HbG-Makassar Program Demonstrates Significant In Vitro Direct Editing for Sickle Cell Disease: Beam reported additional data from its direct correction program for sickle cell disease in a poster titled "A Novel Base Editing Approach to Directly Edit the Causative Mutation in Sickle Cell Disease." Updated data show conversion of the causative HbS point mutation to HbG-Makassar, a naturally-occurring human variant that does not cause hemoglobin to polymerize or red cells to sickle, at levels greater than 80%. A simultaneous reduction of HbS globin to less than 20% of control levels was observed in edited in vitro-differentiated erythroid cells from a homozygous sickle cell disease patient. In addition, more than 70% of erythroid colonies derived from edited patient cells showed biallelic editing, with 20% monoallelic and 2% unedited. Further, when in vitro-differentiated erythroid cells were subjected to hypoxia, a very significant reduction in sickling was observed. These data demonstrate therapeutic levels of correction and support advancement of this program to potentially address the underlying genetic cause of sickle cell disease.

HPFH Program Demonstrates Therapeutically Relevant Increase in Gamma Globin Protein: Beam will present findings from its HPFH program in an oral presentation titled, "Base Editing of Gamma Globin Gene Promoters Generates Durable Expression of Fetal Hemoglobin for the Treatment of Sickle Cell Disease." Beam’s HPFH program aims to recreate naturally-occurring single base changes in the gamma globin gene promoters (HBG1 and HBG2) that disrupt repressor binding and lead to increased expression of gamma globin, which is half of the fetal hemoglobin (HbF) tetramer. Beam observed more than 90% editing and a more than 65% increase in gamma globin levels compared to less than 1.5% in unedited cells in mice at 16 weeks post-transplant. Beam was able to replicate these findings with a second donor at 18 weeks post-transplant. In addition, the data showed successful editing of CD34+ cells from a homozygous sickle patient, demonstrating greater than 60% increase in gamma globin levels with a concomitant decrease to less than 40% in sickle beta globin levels in vitro. The data demonstrate that ex vivo delivery of ABEs achieved precise editing, resulting in long-term engraftment and therapeutically relevant increases in target gene expression.

Business Continuity Plans

Beam continues to execute its business objectives for 2020, while closely monitoring the impact of the evolving COVID-19 pandemic. The company continues to operate under a remote model while advancing critical research and development activities to support an initial wave of Investigational New Drug (IND) applications beginning in 2021.
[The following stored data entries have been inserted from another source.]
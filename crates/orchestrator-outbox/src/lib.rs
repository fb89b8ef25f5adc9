//! Durable at-least-once delivery queue.
//!
//! Envelopes are persisted before they are handed to the in-process queue
//! and removed only once the sink acknowledges them, so a crash between
//! enqueue and delivery is repaired by [`Outbox::recover`]. A pool of drain
//! workers shares a single queue; nothing about delivery order is
//! guaranteed, and the same envelope may be delivered more than once.

use async_trait::async_trait;
use backoff::backoff::Backoff;
use backoff::ExponentialBackoff;
use orchestrator_storage::{StorageError, StorageService};
use orchestrator_types::{EventBus, EventEnvelope, OrchestrationEvent, OutboxConfig, OutboxEvent};
use serde::{Deserialize, Serialize};
use std::sync::Arc;
use thiserror::Error;
use tokio::sync::{broadcast, mpsc, Mutex};
use tokio::task::JoinHandle;
use tracing::{debug, error, info, warn};

pub mod retry;

pub use retry::RetryPolicy;

/// Errors surfaced by outbox operations.
#[derive(Debug, Error)]
pub enum OutboxError {
	#[error("Storage error: {0}")]
	Storage(#[from] StorageError),
	#[error("Outbox queue closed")]
	Closed,
}

/// Failure reported by an [`EventSink`] for one delivery attempt.
#[derive(Debug, Clone, Error, PartialEq, Eq)]
pub enum DeliveryError {
	/// Transient; the envelope is retried with backoff.
	#[error("Retryable delivery failure: {0}")]
	Retryable(String),
	/// Permanent; the envelope is acknowledged and dropped with a warning.
	#[error("Delivery rejected: {0}")]
	Rejected(String),
}

/// Destination of drained envelopes.
#[async_trait]
pub trait EventSink: Send + Sync {
	async fn deliver(&self, envelope: &EventEnvelope) -> Result<(), DeliveryError>;
}

/// Envelope whose delivery attempts ran out.
#[derive(Debug, Clone, PartialEq, Serialize, Deserialize)]
pub struct DeadLetter {
	pub envelope: EventEnvelope,
	pub attempts: u32,
	pub last_error: String,
}

struct QueuedEnvelope {
	envelope: EventEnvelope,
	attempts: u32,
	backoff: ExponentialBackoff,
}

pub struct Outbox {
	config: OutboxConfig,
	retry: RetryPolicy,
	storage: Arc<StorageService>,
	event_bus: EventBus,
	sender: mpsc::UnboundedSender<QueuedEnvelope>,
	receiver: Arc<Mutex<mpsc::UnboundedReceiver<QueuedEnvelope>>>,
}

impl Outbox {
	pub fn new(config: OutboxConfig, storage: Arc<StorageService>, event_bus: EventBus) -> Self {
		let (sender, receiver) = mpsc::unbounded_channel();
		Self {
			retry: RetryPolicy::from_outbox_config(&config),
			config,
			storage,
			event_bus,
			sender,
			receiver: Arc::new(Mutex::new(receiver)),
		}
	}

	fn pending_namespace(&self) -> String {
		format!("{}_outbox", self.config.queue_name)
	}

	fn dead_letter_namespace(&self) -> String {
		format!("{}_dead_letters", self.config.queue_name)
	}

	/// Durably records an envelope and queues it for delivery.
	///
	/// Enqueueing the same envelope twice stores it once and may deliver
	/// it twice.
	pub async fn enqueue(&self, envelope: EventEnvelope) -> Result<(), OutboxError> {
		self.storage
			.store_with_ttl(
				&self.pending_namespace(),
				&envelope.idempotency_key(),
				&envelope,
				Some(self.config.retention()),
			)
			.await?;

		self.event_bus
			.publish(OrchestrationEvent::Outbox(OutboxEvent::Enqueued {
				instance_id: envelope.instance_id.clone(),
				event_id: envelope.event_id.clone(),
			}))
			.ok();

		debug!(
			queue = %self.config.queue_name,
			instance_id = %envelope.instance_id,
			event_id = %envelope.event_id,
			"Envelope enqueued"
		);

		self.push(envelope)
	}

	fn push(&self, envelope: EventEnvelope) -> Result<(), OutboxError> {
		self.sender
			.send(QueuedEnvelope {
				envelope,
				attempts: 0,
				backoff: self.retry.backoff(),
			})
			.map_err(|_| OutboxError::Closed)
	}

	/// Re-queues every envelope still persisted from a previous run.
	pub async fn recover(&self) -> Result<usize, OutboxError> {
		let namespace = self.pending_namespace();
		let mut recovered = 0;

		for key in self.storage.list(&namespace).await? {
			match self.storage.find::<EventEnvelope>(&namespace, &key).await? {
				Some(envelope) => {
					self.push(envelope)?;
					recovered += 1;
				}
				None => continue,
			}
		}

		if recovered > 0 {
			info!(queue = %self.config.queue_name, recovered, "Recovered undelivered envelopes");
		}
		Ok(recovered)
	}

	/// Number of persisted envelopes not yet acknowledged.
	pub async fn pending_count(&self) -> Result<usize, OutboxError> {
		Ok(self.storage.list(&self.pending_namespace()).await?.len())
	}

	pub async fn dead_letters(&self) -> Result<Vec<DeadLetter>, OutboxError> {
		let namespace = self.dead_letter_namespace();
		let mut letters = Vec::new();
		for key in self.storage.list(&namespace).await? {
			if let Some(letter) = self.storage.find::<DeadLetter>(&namespace, &key).await? {
				letters.push(letter);
			}
		}
		Ok(letters)
	}

	/// Spawns the drain workers. Each stops when `shutdown` fires.
	pub fn start(
		self: &Arc<Self>,
		sink: Arc<dyn EventSink>,
		shutdown: &broadcast::Sender<()>,
	) -> Vec<JoinHandle<()>> {
		info!(
			queue = %self.config.queue_name,
			workers = self.config.workers,
			"Starting outbox drain"
		);

		(0..self.config.workers)
			.map(|worker| {
				let outbox = Arc::clone(self);
				let sink = Arc::clone(&sink);
				let shutdown = shutdown.subscribe();
				tokio::spawn(async move { outbox.drain(worker, sink, shutdown).await })
			})
			.collect()
	}

	async fn drain(
		self: Arc<Self>,
		worker: usize,
		sink: Arc<dyn EventSink>,
		mut shutdown: broadcast::Receiver<()>,
	) {
		loop {
			let next = tokio::select! {
				item = async { self.receiver.lock().await.recv().await } => item,
				_ = shutdown.recv() => None,
			};

			match next {
				Some(item) => self.process(sink.as_ref(), item).await,
				None => break,
			}
		}
		debug!(queue = %self.config.queue_name, worker, "Outbox worker stopped");
	}

	async fn process(&self, sink: &dyn EventSink, mut item: QueuedEnvelope) {
		item.attempts += 1;
		let envelope = &item.envelope;

		match sink.deliver(envelope).await {
			Ok(()) => {
				self.acknowledge(envelope).await;
				self.event_bus
					.publish(OrchestrationEvent::Outbox(OutboxEvent::Delivered {
						instance_id: envelope.instance_id.clone(),
						event_id: envelope.event_id.clone(),
						attempts: item.attempts,
					}))
					.ok();
				info!(
					instance_id = %envelope.instance_id,
					event_id = %envelope.event_id,
					"Event sent to orchestration"
				);
			}
			Err(DeliveryError::Rejected(reason)) => {
				warn!(
					instance_id = %envelope.instance_id,
					event_id = %envelope.event_id,
					%reason,
					"Delivery rejected, dropping envelope"
				);
				self.acknowledge(envelope).await;
			}
			Err(DeliveryError::Retryable(reason)) => {
				if self.retry.is_exhausted(item.attempts) {
					self.dead_letter(item, reason).await;
					return;
				}

				let delay = item
					.backoff
					.next_backoff()
					.unwrap_or(self.retry.max_interval);

				debug!(
					instance_id = %envelope.instance_id,
					event_id = %envelope.event_id,
					attempt = item.attempts,
					delay_ms = delay.as_millis() as u64,
					%reason,
					"Delivery failed, scheduling retry"
				);
				self.event_bus
					.publish(OrchestrationEvent::Outbox(OutboxEvent::RetryScheduled {
						instance_id: envelope.instance_id.clone(),
						event_id: envelope.event_id.clone(),
						attempt: item.attempts,
						delay_ms: delay.as_millis() as u64,
					}))
					.ok();

				let sender = self.sender.clone();
				tokio::spawn(async move {
					tokio::time::sleep(delay).await;
					// A closed queue leaves the envelope persisted for recovery.
					let _ = sender.send(item);
				});
			}
		}
	}

	async fn acknowledge(&self, envelope: &EventEnvelope) {
		if let Err(e) = self
			.storage
			.remove(&self.pending_namespace(), &envelope.idempotency_key())
			.await
		{
			// The envelope stays persisted and is redelivered after recovery.
			warn!(
				instance_id = %envelope.instance_id,
				event_id = %envelope.event_id,
				error = %e,
				"Failed to acknowledge envelope"
			);
		}
	}

	async fn dead_letter(&self, item: QueuedEnvelope, last_error: String) {
		let envelope = item.envelope;
		let key = envelope.idempotency_key();

		error!(
			queue = %self.config.queue_name,
			instance_id = %envelope.instance_id,
			event_id = %envelope.event_id,
			attempts = item.attempts,
			error = %last_error,
			"Delivery attempts exhausted, moving envelope to dead letters"
		);

		self.event_bus
			.publish(OrchestrationEvent::Outbox(OutboxEvent::DeadLettered {
				instance_id: envelope.instance_id.clone(),
				event_id: envelope.event_id.clone(),
				attempts: item.attempts,
				error: last_error.clone(),
			}))
			.ok();

		let letter = DeadLetter {
			envelope,
			attempts: item.attempts,
			last_error,
		};

		if let Err(e) = self
			.storage
			.store(&self.dead_letter_namespace(), &key, &letter)
			.await
		{
			error!(error = %e, key = %key, "Failed to persist dead letter");
			return;
		}

		if let Err(e) = self.storage.remove(&self.pending_namespace(), &key).await {
			warn!(error = %e, key = %key, "Failed to remove dead-lettered envelope from outbox");
		}
	}
}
First Quarter 2020 Financial Results

Cash Position: Cash, cash equivalents and marketable securities were $253.4 million as of March 31, 2020, which includes $188.3 million in net proceeds from the company’s initial public offering completed in February 2020.

Research & Development (R&D) Expenses: R&D expenses were $21.5 million for the quarter ended March 31, 2020, compared to $9.2 million for the quarter ended March 31,

2019. This increase was primarily due to the growth in the number of research and development employees and their related activities, as well as the expense allocated to R&D related to Beam’s leased facilities.

General &Administrative (G&A) Expenses: G&A expenses were $6.8 million for the quarter ended March 31, 2020, compared to $3.9 million for the quarter ended March 31, 2019. This increase was primarily a result of increased personnel related costs due to an increase in general and administrative employees and other administrative expenses.

Net Loss: Net loss attributable to common stockholders was $31.7 million, or $1.03 per share, for the quarter ended March 31, 2020, compared to $16.6 million for the quarter ended March 31, 2019.